Tell me, and do not mince any words, how I have wasted my vote… tell me why I might as well not have voted at all; join the legion family and friends who in choir have already told me so and given me myriad reasons for “throwing away my vote.”
But most of these well-intended critics are factually, if not sentimentally, wrong; and I challenge them to match their inner feelings, be them in economics, social justice, or love of community, with those expressed in the platforms of either party which is deceivingly seducing their vote: a vote to continue promoting economic inequality, war and imperialism, and pseudo-individuality that rationalizes our worst prejudices, both domestically and internationally.
It is not Pollyannaish to set high standards, even when we know that we are frail and imperfect… and we are sure to fall short; but it is from these standards that we must develop our political commandments.

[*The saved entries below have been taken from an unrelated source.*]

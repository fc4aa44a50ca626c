//! Key sealing: put a one-time address under FHE, and get it back through
//! an authenticated user-decryption handshake.
//!
//! Authorization is enforced by the contract's ACL, not here. `unseal`
//! only runs the handshake; the relayer rejects callers without a grant.

use chrono::Utc;
use secretmint_envelope::Address;
use std::sync::Arc;

use crate::config::{VaultConfig, DEFAULT_DURATION_DAYS};
use crate::eip712::{Eip712Domain, TypedData, UserDecryptRequestVerification};
use crate::error::SealError;
use crate::fhe::{ClearValue, EncryptedInputBuilder, FheBackend, FheRuntime, HandleContractPair, UserDecryptRequest};
use crate::signer::TypedDataSigner;
use crate::types::{Handle, InputProof};

/// Ciphertext handle and proof that accompany a mint.
#[derive(Clone, Debug, PartialEq, Eq)]
pub struct SealedAddress {
    pub handle: Handle,
    pub proof: InputProof,
}

pub struct KeySealer<B> {
    runtime: Arc<FheRuntime<B>>,
    domain: Eip712Domain,
}

impl<B: FheBackend> KeySealer<B> {
    pub fn new(runtime: Arc<FheRuntime<B>>, config: &VaultConfig) -> Self {
        Self {
            runtime,
            domain: Eip712Domain::decryption(config.chain_id, config.decryption_contract),
        }
    }

    pub fn is_ready(&self) -> bool {
        self.runtime.is_ready()
    }

    pub fn runtime(&self) -> &Arc<FheRuntime<B>> {
        &self.runtime
    }

    /// Encrypt `address` as an input for `contract`, submitted by `caller`.
    pub async fn seal(
        &self,
        address: Address,
        contract: Address,
        caller: Address,
    ) -> Result<SealedAddress, SealError> {
        let engine = self.runtime.engine()?;

        let mut input = EncryptedInputBuilder::new(contract, caller);
        input.add_address(address);
        let encrypted = engine.encrypt(input).await?;

        let handle = encrypted
            .handles
            .first()
            .copied()
            .ok_or_else(|| SealError::Engine("encrypted input returned no handle".into()))?;

        tracing::debug!(%handle, %contract, %caller, "sealed address");
        Ok(SealedAddress {
            handle,
            proof: encrypted.input_proof,
        })
    }

    /// Recover the address behind `handle`. `caller` must already hold an
    /// ACL grant for the handle, and `signer` must sign for `caller`.
    pub async fn unseal(
        &self,
        handle: Handle,
        contract: Address,
        caller: Address,
        signer: &dyn TypedDataSigner,
    ) -> Result<Address, SealError> {
        let engine = self.runtime.engine()?;

        let keypair = engine.generate_keypair();
        let contract_addresses = vec![contract];
        let start_timestamp = Utc::now().timestamp().max(0) as u64;

        let typed = TypedData::new(
            self.domain.clone(),
            UserDecryptRequestVerification {
                public_key: keypair.public_key.clone(),
                contract_addresses: contract_addresses.clone(),
                start_timestamp,
                duration_days: DEFAULT_DURATION_DAYS,
            },
        );
        let signature = signer.sign_typed_data(&typed).await?;

        let request = UserDecryptRequest {
            pairs: vec![HandleContractPair { handle, contract }],
            keypair,
            signature,
            contract_addresses,
            user: caller,
            start_timestamp,
            duration_days: DEFAULT_DURATION_DAYS,
        };
        let mut results = engine.user_decrypt(request).await?;

        match results.remove(&handle) {
            Some(ClearValue::Address(address)) => {
                tracing::debug!(%handle, %caller, "unsealed address");
                Ok(address)
            }
            None => Err(SealError::MissingResult(handle)),
        }
    }
}

#[cfg(test)]
mod tests {
    use super::*;
    use crate::mock::InMemoryFhe;
    use crate::signer::LocalSigner;
    use secretmint_envelope::OneTimeKey;

    fn sealer(fhe: InMemoryFhe) -> (KeySealer<InMemoryFhe>, Arc<FheRuntime<InMemoryFhe>>) {
        let runtime = Arc::new(FheRuntime::ready(fhe));
        (KeySealer::new(runtime.clone(), &VaultConfig::default()), runtime)
    }

    #[tokio::test]
    async fn seal_requires_ready_engine() {
        let runtime: Arc<FheRuntime<InMemoryFhe>> = Arc::new(FheRuntime::new());
        let sealer = KeySealer::new(runtime, &VaultConfig::default());
        let err = sealer.seal(Address::ZERO, Address::ZERO, Address::ZERO).await.unwrap_err();
        assert_eq!(err, SealError::EncryptionServiceUnavailable);

        let signer = LocalSigner::random();
        let err = sealer
            .unseal(Handle::ZERO, Address::ZERO, signer.address(), &signer)
            .await
            .unwrap_err();
        assert_eq!(err, SealError::EncryptionServiceUnavailable);
    }

    #[tokio::test]
    async fn unseal_without_grant_is_rejected_then_succeeds() {
        let (sealer, runtime) = sealer(InMemoryFhe::default());
        let contract = Address::from_bytes([0xC0; 20]);
        let signer = LocalSigner::random();
        let one_time = OneTimeKey::generate().into_address();

        let sealed = sealer.seal(one_time, contract, signer.address()).await.unwrap();
        assert!(!sealed.handle.is_zero());

        let err = sealer
            .unseal(sealed.handle, contract, signer.address(), &signer)
            .await
            .unwrap_err();
        assert!(matches!(err, SealError::DecryptionAuthorization(_)));

        let engine = runtime.engine().unwrap();
        engine.allow(sealed.handle, contract);
        engine.allow(sealed.handle, signer.address());

        let recovered = sealer
            .unseal(sealed.handle, contract, signer.address(), &signer)
            .await
            .unwrap();
        assert_eq!(recovered, one_time);
    }

    #[tokio::test]
    async fn signature_from_another_account_is_rejected() {
        let (sealer, runtime) = sealer(InMemoryFhe::default());
        let contract = Address::from_bytes([0xC0; 20]);
        let owner = LocalSigner::random();
        let impostor = LocalSigner::random();

        let sealed = sealer.seal(Address::from_bytes([1; 20]), contract, owner.address()).await.unwrap();
        let engine = runtime.engine().unwrap();
        engine.allow(sealed.handle, contract);
        engine.allow(sealed.handle, owner.address());

        let err = sealer
            .unseal(sealed.handle, contract, owner.address(), &impostor)
            .await
            .unwrap_err();
        assert!(matches!(err, SealError::DecryptionAuthorization(_)));
    }

    #[tokio::test]
    async fn dropped_result_is_missing() {
        let (sealer, runtime) = sealer(InMemoryFhe::default());
        let contract = Address::from_bytes([0xC0; 20]);
        let signer = LocalSigner::random();

        let sealed = sealer.seal(Address::from_bytes([2; 20]), contract, signer.address()).await.unwrap();
        let engine = runtime.engine().unwrap();
        engine.allow(sealed.handle, contract);
        engine.allow(sealed.handle, signer.address());
        engine.drop_results(true);

        let err = sealer
            .unseal(sealed.handle, contract, signer.address(), &signer)
            .await
            .unwrap_err();
        assert_eq!(err, SealError::MissingResult(sealed.handle));
    }

    /// Signs with the wrapped key and remembers what it was asked to sign.
    struct RecordingSigner {
        inner: LocalSigner,
        seen: std::sync::Mutex<Vec<TypedData>>,
    }

    #[async_trait::async_trait]
    impl TypedDataSigner for RecordingSigner {
        fn address(&self) -> Address {
            self.inner.address()
        }

        async fn sign_typed_data(&self, data: &TypedData) -> Result<crate::signer::Signature, SealError> {
            self.seen.lock().unwrap().push(data.clone());
            self.inner.sign_typed_data(data).await
        }
    }

    #[tokio::test]
    async fn authorization_window_is_ten_days() {
        let (sealer, runtime) = sealer(InMemoryFhe::default());
        let contract = Address::from_bytes([0xC0; 20]);
        let signer = RecordingSigner {
            inner: LocalSigner::random(),
            seen: std::sync::Mutex::new(Vec::new()),
        };

        let sealed = sealer.seal(Address::from_bytes([3; 20]), contract, signer.address()).await.unwrap();
        let engine = runtime.engine().unwrap();
        engine.allow(sealed.handle, contract);
        engine.allow(sealed.handle, signer.address());
        sealer.unseal(sealed.handle, contract, signer.address(), &signer).await.unwrap();

        let seen = signer.seen.lock().unwrap();
        assert_eq!(seen.len(), 1);
        assert_eq!(seen[0].message.duration_days, 10);
        assert_eq!(seen[0].message.contract_addresses, vec![contract]);
    }
}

Standards in: (1) Ecological Economies and the Curbing of Corporate power; (2) Fair and Equitable Taxation; (3) Community and Small Business (or Self-Employment) Involvement; (4) Sustainable Job Creation; (5) Economic Reform (Banking, Insurance, Anti-Trust, Pensions... also managing the National Debt); and (6) America’s eventual safe Demilitarization.
I personally took the challenge to match those inner feelings and passions within me to specifics named in the Green Party platform… issues which deal with democracy, social justice, ecological sustainability, international relations and economic justice. And, I must say, the match was incredibly close. My original plan had been to vote for a party where I could “park my vote,” a party where my ideas of democracy, economic and social justice withstood a philosophical test – for when it comes to politics, my independent streak is often too wide to accept party politics. Yet, I was able to conclude that the Green Party is a good start for an economically and socially just United States of America; perhaps just one phrase summing up those feelings and convincing me to cast my vote its way. And somewhat paraphrasing… it was that the greens make it their lofty goal to be defenders of the commons – the vast trove of wealth owned by the people, the social and tangible assets we inherit from generations past: the inheritance of the deserving many, and not just the lucky few.
It is unfortunate that civic responsibility has not sprouted at the root, local level as a stronger political movement able to nurture candidacies to congressional, state and local offices. A third party lacking pulpits from which to voice its doctrine and gain converts needs to take a critical look at its strategies and tactics to propagate its doctrine, and not just count on a marriage of convenience with some political celeb every four years (i.e. Ralph Nader in 2000, able to command 2.7% of the total vote)… to be annulled the day after election.
Perhaps this presidential post-election will see a new approach to political viability, meaningful political viability, for the Green Party cause, a lofty and worthwhile cause of justice and brotherhood. Of course, it would be helpful to find a billionaire Gaius Maecenas, a patron not of the arts but of honest politics, who would be ready to fund, no strings attached, an able voluntarism aiming to garner 44+ seats in the 2015 House of Representatives, a small but meaningful presence to negotiate America’s return to democracy.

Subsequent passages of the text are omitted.